Em meio à enxurrada de manchetes apontando o dedo em desaprovação para a empresa, curiosamente ninguém se lembrou do fato que Pole, lá trás em sua apresentação de 2010, fez questão de destacar que a Target seguiu à risca a legislação em vigor tratando de privacidade e de uso de dados.

Em resposta à tempestade de relações públicas, a Target mudou sua prática de promoção de produtos para bebês dirigida a gestantes. Agora, ao invés de enviar uma mala direta destacando exclusivamente produtos para bebês, ela passou a enviar um catálogo de produtos sortidos, incluindo, naturalmente, produtos para bebês. Passado o frenesi a vida seguiu em frente. Há algum tempo muitos dos principais varejistas usam os dados de seus clientes para aumentar vendas, reduzir tempo de estoque (o que pode reduzir os preços dos produtos), ao mesmo tempo em que atende melhor às demandas dos consumidores. Estamos falando de empresas como a Amazon, AB Inbev, HP, Bank of America, Best Buy, Walmart e muitas outras.

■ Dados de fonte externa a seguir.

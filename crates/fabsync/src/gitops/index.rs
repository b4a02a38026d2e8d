//! Index of the desired state declared in the managed kind directories.

use std::collections::{BTreeMap, BTreeSet};
use std::path::{Path, PathBuf};

use super::ingest::{self, WrittenRecord};
use super::resource::{ManagedRecord, ResourceIdentity, ResourceKind, SpecDocument};
use super::source::{SourceError, SourceTree};

/// One managed record found in the source tree.
#[derive(Debug, Clone, PartialEq)]
pub struct IndexEntry {
    pub identity: ResourceIdentity,
    pub path: PathBuf,
    pub spec: SpecDocument,
}

/// A record file that could not be read as a managed record.
#[derive(Debug, Clone, PartialEq)]
pub struct UnreadableRecord {
    pub path: PathBuf,
    pub message: String,
}

/// What the source tree declares for one identity.
#[derive(Debug, PartialEq)]
pub enum Declared<'a> {
    Missing,
    Unique(&'a IndexEntry),
    /// Two or more records claim the identity.
    Conflict(Vec<&'a Path>),
}

#[derive(Debug, Default)]
pub struct DesiredIndex {
    entries: BTreeMap<ResourceIdentity, Vec<IndexEntry>>,
    unreadable: Vec<UnreadableRecord>,
}

impl DesiredIndex {
    /// Reads every YAML record under the managed kind directories. Records
    /// without a namespace land in `default_namespace`.
    pub fn build(source: &dyn SourceTree, default_namespace: &str) -> Result<Self, SourceError> {
        let _span = tracing::info_span!("index").entered();
        let mut index = Self::default();

        for &kind in ResourceKind::all() {
            for file in source.list_files(Path::new(kind.directory()))? {
                if !ingest::is_yaml(&file.path) {
                    continue;
                }
                let bytes = match source.read(&file.path) {
                    Ok(bytes) => bytes,
                    // Removed between listing and reading.
                    Err(SourceError::NotFound(_)) => continue,
                    Err(e) => return Err(e),
                };
                match parse_record(kind, &bytes, default_namespace) {
                    Ok((identity, spec)) => index.insert(IndexEntry {
                        identity,
                        path: file.path,
                        spec,
                    }),
                    Err(message) => {
                        log::warn!("Skipping record {}: {}", file.path.display(), message);
                        index.unreadable.push(UnreadableRecord {
                            path: file.path,
                            message,
                        });
                    }
                }
            }
        }

        log::debug!(
            "Indexed {} identities ({} unreadable record(s))",
            index.entries.len(),
            index.unreadable.len()
        );
        Ok(index)
    }

    /// Adds records written during this cycle's ingestion run.
    pub fn merge_written(&mut self, records: &[WrittenRecord]) {
        for record in records {
            self.insert(IndexEntry {
                identity: record.identity.clone(),
                path: record.path.clone(),
                spec: record.spec.clone(),
            });
        }
    }

    fn insert(&mut self, entry: IndexEntry) {
        let entries = self.entries.entry(entry.identity.clone()).or_default();
        if !entries.iter().any(|e| e.path == entry.path) {
            entries.push(entry);
            entries.sort_by(|a, b| a.path.cmp(&b.path));
        }
    }

    pub fn lookup(&self, identity: &ResourceIdentity) -> Declared<'_> {
        match self.entries.get(identity).map(Vec::as_slice) {
            None | Some([]) => Declared::Missing,
            Some([entry]) => Declared::Unique(entry),
            Some(entries) => Declared::Conflict(entries.iter().map(|e| e.path.as_path()).collect()),
        }
    }

    pub fn identities(&self) -> impl Iterator<Item = &ResourceIdentity> {
        self.entries.keys()
    }

    pub fn namespaces(&self) -> BTreeSet<String> {
        self.entries.keys().map(|i| i.namespace.clone()).collect()
    }

    pub fn unreadable(&self) -> &[UnreadableRecord] {
        &self.unreadable
    }

    pub fn len(&self) -> usize {
        self.entries.len()
    }

    pub fn is_empty(&self) -> bool {
        self.entries.is_empty()
    }
}

fn parse_record(
    dir_kind: ResourceKind,
    bytes: &[u8],
    default_namespace: &str,
) -> Result<(ResourceIdentity, SpecDocument), String> {
    let record: ManagedRecord = serde_yaml::from_slice(bytes).map_err(|e| e.to_string())?;

    let kind: ResourceKind = record.kind.parse()?;
    if kind != dir_kind {
        return Err(format!(
            "kind {} does not belong in {}/",
            record.kind,
            dir_kind.directory()
        ));
    }
    if record.metadata.name.trim().is_empty() {
        return Err("metadata.name is empty".to_string());
    }

    let namespace = record
        .metadata
        .namespace
        .filter(|ns| !ns.is_empty())
        .unwrap_or_else(|| default_namespace.to_string());
    Ok((
        ResourceIdentity::new(kind, namespace, record.metadata.name),
        record.spec,
    ))
}

#[cfg(test)]
mod tests {
    use super::*;
    use crate::gitops::source::LocalFileTree;
    use std::fs;
    use tempfile::TempDir;

    fn tree() -> (TempDir, LocalFileTree) {
        let dir = TempDir::new().unwrap();
        let tree = LocalFileTree::new(dir.path());
        (dir, tree)
    }

    fn write(dir: &TempDir, rel: &str, content: &str) {
        let path = dir.path().join(rel);
        fs::create_dir_all(path.parent().unwrap()).unwrap();
        fs::write(path, content).unwrap();
    }

    fn vpc(name: &str) -> ResourceIdentity {
        ResourceIdentity::new(ResourceKind::Vpc, "default", name)
    }

    #[test]
    fn test_indexes_records_by_identity() {
        let (dir, tree) = tree();
        write(&dir, "vpcs/vpc-1.yaml", "kind: VPC\nmetadata:\n  name: vpc-1\nspec:\n  vlan: 10\n");
        write(
            &dir,
            "switches/leaf-1.yml",
            "kind: Switch\nmetadata:\n  name: leaf-1\n  namespace: fab\n",
        );
        write(&dir, "vpcs/notes.txt", "not a record");

        let index = DesiredIndex::build(&tree, "default").unwrap();
        assert_eq!(index.len(), 2);
        match index.lookup(&vpc("vpc-1")) {
            Declared::Unique(entry) => {
                assert_eq!(entry.path, PathBuf::from("vpcs/vpc-1.yaml"));
                assert_eq!(entry.spec, SpecDocument::new().with("vlan", 10));
            }
            other => panic!("unexpected lookup result: {:?}", other),
        }
        let leaf = ResourceIdentity::new(ResourceKind::Switch, "fab", "leaf-1");
        assert!(matches!(index.lookup(&leaf), Declared::Unique(e) if e.spec.is_empty()));
        assert_eq!(index.lookup(&vpc("absent")), Declared::Missing);
        assert_eq!(
            index.namespaces(),
            BTreeSet::from(["default".to_string(), "fab".to_string()])
        );
    }

    #[test]
    fn test_two_records_for_one_identity_conflict() {
        let (dir, tree) = tree();
        write(&dir, "vpcs/a.yaml", "kind: VPC\nmetadata:\n  name: same\n");
        write(&dir, "vpcs/b.yaml", "kind: VPC\nmetadata:\n  name: same\n");

        let index = DesiredIndex::build(&tree, "default").unwrap();
        assert_eq!(
            index.lookup(&vpc("same")),
            Declared::Conflict(vec![Path::new("vpcs/a.yaml"), Path::new("vpcs/b.yaml")])
        );
    }

    #[test]
    fn test_unreadable_and_misplaced_records_are_reported() {
        let (dir, tree) = tree();
        write(&dir, "vpcs/broken.yaml", "kind: VPC\nmetadata: [oops\n");
        write(&dir, "vpcs/switch.yaml", "kind: Switch\nmetadata:\n  name: leaf-1\n");

        let index = DesiredIndex::build(&tree, "default").unwrap();
        assert!(index.is_empty());
        let paths: Vec<&Path> = index.unreadable().iter().map(|u| u.path.as_path()).collect();
        assert_eq!(paths, vec![Path::new("vpcs/broken.yaml"), Path::new("vpcs/switch.yaml")]);
        assert!(index.unreadable()[1].message.contains("does not belong"));
    }

    #[test]
    fn test_merge_written_skips_known_paths() {
        let (dir, tree) = tree();
        write(&dir, "vpcs/vpc-1.yaml", "kind: VPC\nmetadata:\n  name: vpc-1\n");
        let mut index = DesiredIndex::build(&tree, "default").unwrap();

        index.merge_written(&[
            WrittenRecord {
                identity: vpc("vpc-1"),
                path: PathBuf::from("vpcs/vpc-1.yaml"),
                spec: SpecDocument::new(),
                created: true,
            },
            WrittenRecord {
                identity: vpc("vpc-2"),
                path: PathBuf::from("vpcs/vpc-2.yaml"),
                spec: SpecDocument::new(),
                created: true,
            },
        ]);
        assert!(matches!(index.lookup(&vpc("vpc-1")), Declared::Unique(_)));
        assert!(matches!(index.lookup(&vpc("vpc-2")), Declared::Unique(_)));
        assert_eq!(index.identities().count(), 2);
    }
}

Há anos muitos outros tipos de previsões vêm sendo feitas e usadas na tomada de decisões muito mais sensíveis, como governos usando algoritmos para classificar alguém como terrorista ou o sistema penitenciário consultando supercomputadores que recomendam (ou não) a concessão de condicional para presidiários, negando o benefício para aqueles com maior risco de reincidência. Em tempo, esse último sistema já é usado por cerca de metade dos estados nos EUA!

Há muito ainda a ser debatido sobre privacidade (ou a falta dela) e os limites no uso, combinação e produção de dados. Historicamente, a velocidade dos avanços tecnológicos é muito superior à da legislação. E no caso da análise de dados, parece muito superior à nossa própria capacidade como sociedade de entender e lidar com a revolução do big data.

“Acredito que, do ponto de vista ético, quanto mais as pessoas conhecerem esta tecnologia [análise preditiva], quais dados estão disponíveis ou existem, quanto mais transparência houver, melhor. Com um maior nível de conhecimento do público, maior será a qualidade do debate sobre privacidade”, afirma Eric Siegel, fundador do Predictive Analytics World, conferência onde, inadvertidamente, Pole abriu a caixa de pandora em 2010.A análise preditiva é uma tecnologia emergente que está revolucionando a maneira como combatemos fraudes, melhoramos o tratamento de doenças, evitamos acidentes, oferecemos produtos e serviços e prevemos quais faróis vão pifar – previsão esta que seria muita bem-vinda em cidades como São Paulo em dias de chuva.

As previsões produzidas por esta tecnologia representam apenas um de muitos instrumentos utilizados na tomada de decisões. Não nos tornamos escravos dos algoritmos. Apenas reconhecemos que eles nos ajudam a acertar com maior frequência. Portanto, precisamos saber diferenciar o conhecimento sobre ciência de dados da desinformação, por vezes, propagada pela grande imprensa (não-especializada). É nosso dever evoluir sem abrir mão dos aspectos éticos envolvidos na aplicação da análise preditiva. Uma tarefa indelegável às máquinas.